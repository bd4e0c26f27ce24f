use std::collections::{BTreeSet, HashMap, HashSet, VecDeque};

/// An ordered (source, target) pair. A pair and its reverse are distinct
/// edges; source == target marks a self-loop.
pub type Edge = (String, String);

/// Canonical graph representation consumed by the layout core: unique node
/// identifiers induced from the edge list, a deduplicated directed edge
/// list, and optional per-edge weights.
///
/// Constructed once per layout request and immutable thereafter.
#[derive(Debug, Clone, Default)]
pub struct Graph {
    nodes: Vec<String>,
    edges: Vec<Edge>,
    edge_set: HashSet<Edge>,
    weights: HashMap<Edge, f32>,
}

impl Graph {
    /// Build a graph from (source, target) pairs. Duplicate directed pairs
    /// are removed; the first occurrence wins for ordering.
    pub fn from_edges<I>(edges: I) -> Self
    where
        I: IntoIterator<Item = Edge>,
    {
        Self::build(edges.into_iter().map(|(source, target)| (source, target, None)))
    }

    /// Build a graph from (source, target, weight) triples.
    pub fn from_weighted_edges<I>(edges: I) -> Self
    where
        I: IntoIterator<Item = (String, String, f32)>,
    {
        Self::build(
            edges
                .into_iter()
                .map(|(source, target, weight)| (source, target, Some(weight))),
        )
    }

    fn build<I>(edges: I) -> Self
    where
        I: IntoIterator<Item = (String, String, Option<f32>)>,
    {
        let mut graph = Graph::default();
        let mut node_set = BTreeSet::new();
        for (source, target, weight) in edges {
            node_set.insert(source.clone());
            node_set.insert(target.clone());
            let edge = (source, target);
            if graph.edge_set.contains(&edge) {
                continue;
            }
            if let Some(weight) = weight {
                graph.weights.insert(edge.clone(), weight);
            }
            graph.edge_set.insert(edge.clone());
            graph.edges.push(edge);
        }
        graph.nodes = node_set.into_iter().collect();
        graph
    }

    /// Node identifiers in deterministic (sorted) order.
    pub fn nodes(&self) -> &[String] {
        &self.nodes
    }

    pub fn edges(&self) -> &[Edge] {
        &self.edges
    }

    pub fn node_count(&self) -> usize {
        self.nodes.len()
    }

    pub fn edge_count(&self) -> usize {
        self.edges.len()
    }

    /// Weight of an edge; absent weights imply a uniform 1.0.
    pub fn weight(&self, edge: &Edge) -> f32 {
        self.weights.get(edge).copied().unwrap_or(1.0)
    }

    pub fn contains_edge(&self, edge: &Edge) -> bool {
        self.edge_set.contains(edge)
    }

    /// True when the opposite direction of `edge` is also present.
    pub fn has_reverse(&self, edge: &Edge) -> bool {
        self.edge_set.contains(&(edge.1.clone(), edge.0.clone()))
    }

    pub fn is_self_loop(edge: &Edge) -> bool {
        edge.0 == edge.1
    }

    /// Connected components of the induced undirected graph, each as an
    /// ordered node set. Components are returned in order of their smallest
    /// node identifier.
    pub fn connected_components(&self) -> Vec<BTreeSet<String>> {
        let mut adjacency: HashMap<&str, Vec<&str>> = HashMap::new();
        for (source, target) in &self.edges {
            adjacency.entry(source).or_default().push(target);
            adjacency.entry(target).or_default().push(source);
        }

        let mut components = Vec::new();
        let mut visited: HashSet<&str> = HashSet::new();
        for node in &self.nodes {
            if visited.contains(node.as_str()) {
                continue;
            }
            let mut component = BTreeSet::new();
            let mut queue = VecDeque::from([node.as_str()]);
            visited.insert(node);
            while let Some(current) = queue.pop_front() {
                component.insert(current.to_string());
                if let Some(neighbours) = adjacency.get(current) {
                    for &next in neighbours {
                        if visited.insert(next) {
                            queue.push_back(next);
                        }
                    }
                }
            }
            components.push(component);
        }
        components
    }

    /// The subgraph induced by `component`: edges whose endpoints both lie
    /// inside the component, with their weights.
    pub fn component_subgraph(&self, component: &BTreeSet<String>) -> Graph {
        Graph::build(self.edges.iter().filter_map(|(source, target)| {
            if component.contains(source) && component.contains(target) {
                let weight = self.weights.get(&(source.clone(), target.clone())).copied();
                Some((source.clone(), target.clone(), weight))
            } else {
                None
            }
        }))
    }
}

#[cfg(test)]
mod tests {
    use super::*;

    fn edge(source: &str, target: &str) -> Edge {
        (source.to_string(), target.to_string())
    }

    #[test]
    fn duplicate_directed_pairs_are_removed() {
        let graph = Graph::from_edges(vec![edge("a", "b"), edge("a", "b"), edge("b", "a")]);
        assert_eq!(graph.edge_count(), 2);
        assert!(graph.has_reverse(&edge("a", "b")));
    }

    #[test]
    fn nodes_are_induced_and_sorted() {
        let graph = Graph::from_edges(vec![edge("c", "a"), edge("b", "c")]);
        assert_eq!(graph.nodes(), ["a", "b", "c"]);
    }

    #[test]
    fn missing_weight_defaults_to_one() {
        let graph = Graph::from_weighted_edges(vec![("a".to_string(), "b".to_string(), 2.5)]);
        assert_eq!(graph.weight(&edge("a", "b")), 2.5);
        assert_eq!(graph.weight(&edge("b", "a")), 1.0);
    }

    #[test]
    fn components_split_disconnected_graphs() {
        let graph = Graph::from_edges(vec![edge("a", "b"), edge("c", "d"), edge("d", "c")]);
        let components = graph.connected_components();
        assert_eq!(components.len(), 2);
        assert!(components[0].contains("a") && components[0].contains("b"));
        assert!(components[1].contains("c") && components[1].contains("d"));

        let sub = graph.component_subgraph(&components[1]);
        assert_eq!(sub.edge_count(), 2);
        assert_eq!(sub.nodes(), ["c", "d"]);
    }

    #[test]
    fn self_loop_detection() {
        assert!(Graph::is_self_loop(&edge("a", "a")));
        assert!(!Graph::is_self_loop(&edge("a", "b")));
    }
}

= = = = = = =

## [EXERCISE]
The answer should reproduce all of the data without any alteration.

## [REPLY TO THE EXERCISE]
repository bd4e0c26f27ce24f
use std::collections::{BTreeSet, HashMap, HashSet, VecDeque};

/// An ordered (source, target) pair. A pair and its reverse are distinct
/// edges; source == target marks a self-loop.
pub type Edge = (String, String);

/// Canonical graph representation consumed by the layout core: unique node
/// identifiers induced from the edge list, a deduplicated directed edge
/// list, and optional per-edge weights.
///
/// Constructed once per layout request and immutable thereafter.
#[derive(Debug, Clone, Default)]
pub struct Graph {
    nodes: Vec<String>,
    edges: Vec<Edge>,
    edge_set: HashSet<Edge>,
    weights: HashMap<Edge, f32>,
}

impl Graph {
    /// Build a graph from (source, target) pairs. Duplicate directed pairs
    /// are removed; the first occurrence wins for ordering.
    pub fn from_edges<I>(edges: I) -> Self
    where
        I: IntoIterator<Item = Edge>,
    {
        Self::build(edges.into_iter().map(|(source, target)| (source, target, None)))
    }

    /// Build a graph from (source, target, weight) triples.
    pub fn from_weighted_edges<I>(edges: I) -> Self
    where
        I: IntoIterator<Item = (String, String, f32)>,
    {
        Self::build(
            edges
                .into_iter()
                .map(|(source, target, weight)| (source, target, Some(weight))),
        )
    }

    fn build<I>(edges: I) -> Self
    where
        I: IntoIterator<Item = (String, String, Option<f32>)>,
    {
        let mut graph = Graph::default();
        let mut node_set = BTreeSet::new();
        for (source, target, weight) in edges {
            node_set.insert(source.clone());
            node_set.insert(target.clone());
            let edge = (source, target);
            if graph.edge_set.contains(&edge) {
                continue;
            }
            if let Some(weight) = weight {
                graph.weights.insert(edge.clone(), weight);
            }
            graph.edge_set.insert(edge.clone());
            graph.edges.push(edge);
        }
        graph.nodes = node_set.into_iter().collect();
        graph
    }

    /// Node identifiers in deterministic (sorted) order.
    pub fn nodes(&self) -> &[String] {
        &self.nodes
    }

    pub fn edges(&self) -> &[Edge] {
        &self.edges
    }

    pub fn node_count(&self) -> usize {
        self.nodes.len()
    }

    pub fn edge_count(&self) -> usize {
        self.edges.len()
    }

    /// Weight of an edge; absent weights imply a uniform 1.0.
    pub fn weight(&self, edge: &Edge) -> f32 {
        self.weights.get(edge).copied().unwrap_or(1.0)
    }

    pub fn contains_edge(&self, edge: &Edge) -> bool {
        self.edge_set.contains(edge)
    }

    /// True when the opposite direction of `edge` is also present.
    pub fn has_reverse(&self, edge: &Edge) -> bool {
        self.edge_set.contains(&(edge.1.clone(), edge.0.clone()))
    }

    pub fn is_self_loop(edge: &Edge) -> bool {
        edge.0 == edge.1
    }

    /// Connected components of the induced undirected graph, each as an
    /// ordered node set. Components are returned in order of their smallest
    /// node identifier.
    pub fn connected_components(&self) -> Vec<BTreeSet<String>> {
        let mut adjacency: HashMap<&str, Vec<&str>> = HashMap::new();
        for (source, target) in &self.edges {
            adjacency.entry(source).or_default().push(target);
            adjacency.entry(target).or_default().push(source);
        }

        let mut components = Vec::new();
        let mut visited: HashSet<&str> = HashSet::new();
        for node in &self.nodes {
            if visited.contains(node.as_str()) {
                continue;
            }
            let mut component = BTreeSet::new();
            let mut queue = VecDeque::from([node.as_str()]);
            visited.insert(node);
            while let Some(current) = queue.pop_front() {
                component.insert(current.to_string());
                if let Some(neighbours) = adjacency.get(current) {
                    for &next in neighbours {
                        if visited.insert(next) {
                            queue.push_back(next);
                        }
                    }
                }
            }
            components.push(component);
        }
        components
    }

    /// The subgraph induced by `component`: edges whose endpoints both lie
    /// inside the component, with their weights.
    pub fn component_subgraph(&self, component: &BTreeSet<String>) -> Graph {
        Graph::build(self.edges.iter().filter_map(|(source, target)| {
            if component.contains(source) && component.contains(target) {
                let weight = self.weights.get(&(source.clone(), target.clone())).copied();
                Some((source.clone(), target.clone(), weight))
            } else {
                None
            }
        }))
    }
}

#[cfg(test)]
mod tests {
    use super::*;

    fn edge(source: &str, target: &str) -> Edge {
        (source.to_string(), target.to_string())
    }

    #[test]
    fn duplicate_directed_pairs_are_removed() {
        let graph = Graph::from_edges(vec![edge("a", "b"), edge("a", "b"), edge("b", "a")]);
        assert_eq!(graph.edge_count(), 2);
        assert!(graph.has_reverse(&edge("a", "b")));
    }

    #[test]
    fn nodes_are_induced_and_sorted() {
        let graph = Graph::from_edges(vec![edge("c", "a"), edge("b", "c")]);
        assert_eq!(graph.nodes(), ["a", "b", "c"]);
    }

    #[test]
    fn missing_weight_defaults_to_one() {
        let graph = Graph::from_weighted_edges(vec![("a".to_string(), "b".to_string(), 2.5)]);
        assert_eq!(graph.weight(&edge("a", "b")), 2.5);
        assert_eq!(graph.weight(&edge("b", "a")), 1.0);
    }

    #[test]
    fn components_split_disconnected_graphs() {
        let graph = Graph::from_edges(vec![edge("a", "b"), edge("c", "d"), edge("d", "c")]);
        let components = graph.connected_components();
        assert_eq!(components.len(), 2);
        assert!(components[0].contains("a") && components[0].contains("b"));
        assert!(components[1].contains("c") && components[1].contains("d"));

        let sub = graph.component_subgraph(&components[1]);
        assert_eq!(sub.edge_count(), 2);
        assert_eq!(sub.nodes(), ["c", "d"]);
    }

    #[test]
    fn self_loop_detection() {
        assert!(Graph::is_self_loop(&edge("a", "a")));
        assert!(!Graph::is_self_loop(&edge("a", "b")));
    }
}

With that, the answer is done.